Nowy numer 22/2023 Archiwum

Król o imieniu „Jestem”

Kilkaset pań z różnych stron Dolnego Śląska 11 marca wzięło udział w kolejnej edycji konferencji dla kobiet.

W czasie otwierającej spotkanie Mszy św. w bazylice Świętych Apostołów Piotra i Pawła ks. Adrian Fajkowski przypominał o jednym z najważniejszych atrybutów miłości Boga do swoich synów i córek.

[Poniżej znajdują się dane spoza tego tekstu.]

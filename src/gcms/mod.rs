pub mod gcms_client;
pub mod gcms_server;
pub mod gcms_shuffler;
pub mod gcms_utils;

pub use gcms_client::{on_device_ldp_algorithm, randomize_message, ClientBatch};
pub use gcms_server::GcmsServer;
pub use gcms_shuffler::shuffle;
pub use gcms_utils::{
    byte_length, deserialize_integers_from_bytes, generate_laplace_noise, hash_encode,
    serialize_integers_to_bytes, GcmsParams,
};
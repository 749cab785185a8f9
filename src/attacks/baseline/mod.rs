pub mod baseline;
pub mod improved_baseline;

pub use baseline::{baseline_attack_with_limited_call, ForestEntry};
pub use improved_baseline::improved_baseline_attack_with_limited_call;
// Déclaration des modules
pub mod attacks;
pub mod crypto_error;
pub mod gcms;
pub mod key_management;
pub mod oracle;
pub mod partition;
pub mod rsa_oaep;
pub mod unknown_domain;

// Oracles PSI
pub use crate::oracle::{psi, psi_cardinality, psi_sum, psi_sum_int};

// Arbre de partition
pub use crate::partition::TreeNode;

// Moteurs d'attaque
pub use crate::attacks::actbayesian::{actbayesian, ActBayesianOutcome};
pub use crate::attacks::baseline::{
    baseline_attack_with_limited_call, improved_baseline_attack_with_limited_call,
};
pub use crate::attacks::dynpathblizer::{dynpathblizer, LeakageMemo};
pub use crate::attacks::treesumexplorer::{
    improved_attack_with_sum_only, n_sum, psi_sum_attack,
};

// Volet LDP
pub use crate::gcms::{GcmsParams, GcmsServer};
pub use crate::unknown_domain::{ThresholdParams, UnknownDomainAuxServer, UnknownDomainServer};

// Types RSA depuis keygen
pub use crate::rsa_oaep::r_keygen::{KeyPair, PublicKey, SecretKey};

// Erreur centralisée
pub use crypto_error::CryptoError;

– W przypowieści o synu marnotrawnym Jezus mówi o wychodzeniu Ojca niebieskiego w stronę grzeszników. Faryzeusze i uczeni w Piśmie odrzucali radość przebaczenia i zachowywali się jak starszy syn, który przestrzega wszystkich nakazów ojca. Czuje się on wierzycielem ojca – gospodarza, od którego nigdy nie doświadczył wielkiej miłości, chociaż cały czas z nim przebywał. W tej przypowieści Jezus pokazuje pokorną miłość, która czeka, szuka i napomina, ponieważ wszystkich chce przytulić do serca w jednym uścisku, wszystkich zgromadzić w jednym domu – podkreślał wikariusz strzegomskiej parafii. Kapłan kontynuował temat w sali Strzegomskiego Centrum Kultury, wyjaśniając, dlaczego Bóg przedstawił się Mojżeszowi jako „Jestem”. 

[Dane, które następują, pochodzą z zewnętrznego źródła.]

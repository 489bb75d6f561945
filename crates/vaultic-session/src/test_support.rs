//! Mock collaborators shared by the service and gate tests.
//!
//! The mock crypto scheme is deliberately trivial but structurally
//! faithful: "encryption" is a reversible armor wrapper so round-trips
//! are observable, and the fake RSA signature is a keyed checksum over
//! every byte of the signed payload, so flipping any byte of payload or
//! signature fails verification.

use std::sync::atomic::{AtomicU64, Ordering};
use std::sync::{Arc, Mutex};

use async_trait::async_trait;
use base64::{engine::general_purpose::STANDARD, Engine};
use tokio::sync::Notify;
use uuid::Uuid;

use vaultic_proto::{
    base64_url_decode, base64_url_encode, current_timestamp, AccountId, ArmoredPrivateKey,
    ArmoredPublicKey, Passphrase, SignInChallenge,
};

use crate::error::{CryptoError, NetworkError, StoreError};
use crate::state::MfaMethod;
use crate::traits::{CryptoOperations, NetworkOperations, VaultStore};

/// Deterministic stand-in for an RSA signature: a keyed FNV-1a checksum.
/// Any single-byte change to data, key, or signature breaks the match.
pub fn fake_rsa_sign(data: &[u8], key_der: &[u8]) -> Vec<u8> {
    let mut hash: u64 = 0xcbf2_9ce4_8422_2325;
    for &byte in key_der.iter().chain(data.iter()) {
        hash ^= u64::from(byte);
        hash = hash.wrapping_mul(0x0000_0100_0000_01b3);
    }
    hash.to_be_bytes().to_vec()
}

/// Assemble a signed mock JWT expiring at `exp`.
pub fn make_signed_jwt(exp: u64, signing_key: &[u8]) -> String {
    let header = base64_url_encode(br#"{"alg":"RS256","typ":"JWT"}"#);
    let claims = base64_url_encode(format!(r#"{{"exp":{exp}}}"#).as_bytes());
    let signed_payload = format!("{header}.{claims}");
    let signature = fake_rsa_sign(signed_payload.as_bytes(), signing_key);
    format!("{signed_payload}.{}", base64_url_encode(&signature))
}

// ============================================================================
// Crypto
// ============================================================================

/// Reversible mock PGP plus the fake RSA verifier.
#[derive(Default)]
pub struct MockCrypto {
    /// When set, encrypt/decrypt fail unless the passphrase matches.
    pub expected_passphrase: Option<String>,
}

const ARMOR_PREFIX: &str = "armored:";

impl MockCrypto {
    fn check_passphrase(&self, passphrase: &Passphrase, step: &str) -> Result<(), CryptoError> {
        if let Some(expected) = &self.expected_passphrase {
            if passphrase.expose() != expected {
                return Err(match step {
                    "encrypt" => CryptoError::EncryptSign("wrong passphrase".into()),
                    _ => CryptoError::DecryptVerify("wrong passphrase".into()),
                });
            }
        }
        Ok(())
    }
}

#[async_trait]
impl CryptoOperations for MockCrypto {
    async fn pgp_encrypt_and_sign(
        &self,
        plaintext: &[u8],
        passphrase: &Passphrase,
        _private_key: &ArmoredPrivateKey,
        _public_key: &ArmoredPublicKey,
    ) -> Result<String, CryptoError> {
        self.check_passphrase(passphrase, "encrypt")?;
        Ok(format!("{ARMOR_PREFIX}{}", base64_url_encode(plaintext)))
    }

    async fn pgp_decrypt_and_verify(
        &self,
        armored_message: &str,
        passphrase: &Passphrase,
        _private_key: &ArmoredPrivateKey,
        _public_key: &ArmoredPublicKey,
    ) -> Result<Vec<u8>, CryptoError> {
        self.check_passphrase(passphrase, "decrypt")?;
        let body = armored_message
            .strip_prefix(ARMOR_PREFIX)
            .ok_or_else(|| CryptoError::DecryptVerify("not an armored message".into()))?;
        base64_url_decode(body).map_err(|e| CryptoError::DecryptVerify(e.to_string()))
    }

    fn rsa_verify_signature(
        &self,
        data: &[u8],
        signature: &[u8],
        public_key_der: &[u8],
    ) -> Result<bool, CryptoError> {
        Ok(fake_rsa_sign(data, public_key_der) == signature)
    }
}

/// Unwrap a mock-armored message back to its plaintext bytes.
pub fn unarmor(armored: &str) -> Vec<u8> {
    let body = armored.strip_prefix(ARMOR_PREFIX).expect("mock armor prefix");
    base64_url_decode(body).expect("mock armor base64")
}

// ============================================================================
// Network
// ============================================================================

/// Scripted server: echoes challenges into signed token responses and
/// records every call in order.
pub struct MockNetwork {
    /// Key the mock server signs JWTs with.
    pub rsa_signing_key: Vec<u8>,
    /// Key the mock server advertises to clients. Equal to
    /// `rsa_signing_key` unless a test wants verification to fail.
    pub advertised_rsa_der: Vec<u8>,
    /// Echo a random verification token instead of the challenge's.
    pub echo_wrong_token: bool,
    /// Offset of the issued JWT's expiry from now, in seconds.
    pub jwt_exp_offset: i64,
    /// Sign-out result override, for best-effort teardown tests.
    pub sign_out_fails: bool,
    /// MFA verification result override.
    pub mfa_rejects: bool,
    /// Ordered log of calls, e.g. `sign_in:<account>`.
    pub events: Mutex<Vec<String>>,
    /// Notified when `post_sign_in` is reached, for cancellation tests.
    pub sign_in_reached: Arc<Notify>,
    /// When set, `post_sign_in` never completes.
    pub stall_sign_in: bool,
}

pub const MOCK_RSA_DER: &[u8] = b"mock-server-rsa-der-v1";

impl Default for MockNetwork {
    fn default() -> Self {
        Self {
            rsa_signing_key: MOCK_RSA_DER.to_vec(),
            advertised_rsa_der: MOCK_RSA_DER.to_vec(),
            echo_wrong_token: false,
            jwt_exp_offset: 600,
            sign_out_fails: false,
            mfa_rejects: false,
            events: Mutex::new(Vec::new()),
            sign_in_reached: Arc::new(Notify::new()),
            stall_sign_in: false,
        }
    }
}

impl MockNetwork {
    fn log(&self, event: String) {
        self.events.lock().expect("event log lock").push(event);
    }

    /// Snapshot of the ordered call log.
    pub fn event_log(&self) -> Vec<String> {
        self.events.lock().expect("event log lock").clone()
    }

    fn issue_exp(&self) -> u64 {
        let now = current_timestamp() as i64;
        (now + self.jwt_exp_offset).max(0) as u64
    }
}

#[async_trait]
impl NetworkOperations for MockNetwork {
    async fn fetch_server_pgp_public_key(&self) -> Result<ArmoredPublicKey, NetworkError> {
        self.log("fetch_pgp_key".into());
        Ok(ArmoredPublicKey::new(
            "-----BEGIN PGP PUBLIC KEY BLOCK-----\nbW9jay1wZ3A=\n-----END PGP PUBLIC KEY BLOCK-----",
        ))
    }

    async fn fetch_server_rsa_public_key(&self) -> Result<ArmoredPublicKey, NetworkError> {
        self.log("fetch_rsa_key".into());
        Ok(ArmoredPublicKey::new(format!(
            "-----BEGIN PUBLIC KEY-----\n{}\n-----END PUBLIC KEY-----",
            STANDARD.encode(&self.advertised_rsa_der)
        )))
    }

    async fn post_sign_in(
        &self,
        account: AccountId,
        armored_challenge: &str,
    ) -> Result<String, NetworkError> {
        self.log(format!("sign_in:{account}"));
        self.sign_in_reached.notify_one();
        if self.stall_sign_in {
            std::future::pending::<()>().await;
        }

        let challenge: SignInChallenge = serde_json::from_slice(&unarmor(armored_challenge))
            .expect("mock server received malformed challenge");

        let echoed_token = if self.echo_wrong_token {
            Uuid::new_v4().to_string()
        } else {
            challenge.verification_token.to_string()
        };

        let response = serde_json::json!({
            "access_token": make_signed_jwt(self.issue_exp(), &self.rsa_signing_key),
            "refresh_token": format!("refresh-{account}"),
            "verification_token": echoed_token,
        });
        let bytes = serde_json::to_vec(&response).expect("mock response JSON");
        Ok(format!("{ARMOR_PREFIX}{}", base64_url_encode(&bytes)))
    }

    async fn post_sign_out(&self, refresh_token: &str) -> Result<(), NetworkError> {
        self.log(format!("sign_out:{refresh_token}"));
        if self.sign_out_fails {
            return Err(NetworkError::ConnectionFailed("mock outage".into()));
        }
        Ok(())
    }

    async fn post_refresh(
        &self,
        account: AccountId,
        refresh_token: &str,
    ) -> Result<String, NetworkError> {
        self.log(format!("refresh:{account}:{refresh_token}"));
        let response = serde_json::json!({
            "access_token": make_signed_jwt(self.issue_exp(), &self.rsa_signing_key),
            "refresh_token": format!("refresh-rotated-{account}"),
        });
        Ok(response.to_string())
    }

    async fn post_mfa_verify(
        &self,
        account: AccountId,
        _method: &MfaMethod,
    ) -> Result<(), NetworkError> {
        self.log(format!("mfa:{account}"));
        if self.mfa_rejects {
            return Err(NetworkError::Forbidden);
        }
        Ok(())
    }
}

// ============================================================================
// Store
// ============================================================================

/// Counting store: connections are just sequence numbers.
#[derive(Default)]
pub struct MockStore {
    /// Number of `open_connection` calls.
    pub open_count: AtomicU64,
    /// Accounts connections were opened for, in order.
    pub opened_for: Mutex<Vec<AccountId>>,
}

#[async_trait]
impl VaultStore for MockStore {
    type Connection = u64;

    async fn derive_database_key(&self, account: AccountId) -> Result<Vec<u8>, StoreError> {
        Ok(format!("key-{account}").into_bytes())
    }

    async fn open_connection(
        &self,
        account: AccountId,
        _key: &[u8],
    ) -> Result<Self::Connection, StoreError> {
        self.opened_for.lock().expect("opened_for lock").push(account);
        Ok(self.open_count.fetch_add(1, Ordering::SeqCst) + 1)
    }
}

– Dzięki wystąpieniu ks. Adriana uświadomiłam sobie, że w codziennym życiu tak istotna jest dla nas deklaracja bliskich osób, że są przy nas. Słowa: „pamiętaj, że jestem”, „jestem przy tobie”, „jestem zawsze i będę” podnoszą na duchu i pokazują, jak ważni jesteśmy dla kogoś. Fakt, że właśnie w taki sposób Bóg przedstawia się człowiekowi, jest czymś niesamowitym. On chce, byśmy wiedziały, że jesteśmy Mu bliskie, że nas kocha – podkreśla Dorota, która przyjechała na spotkanie z koleżanką.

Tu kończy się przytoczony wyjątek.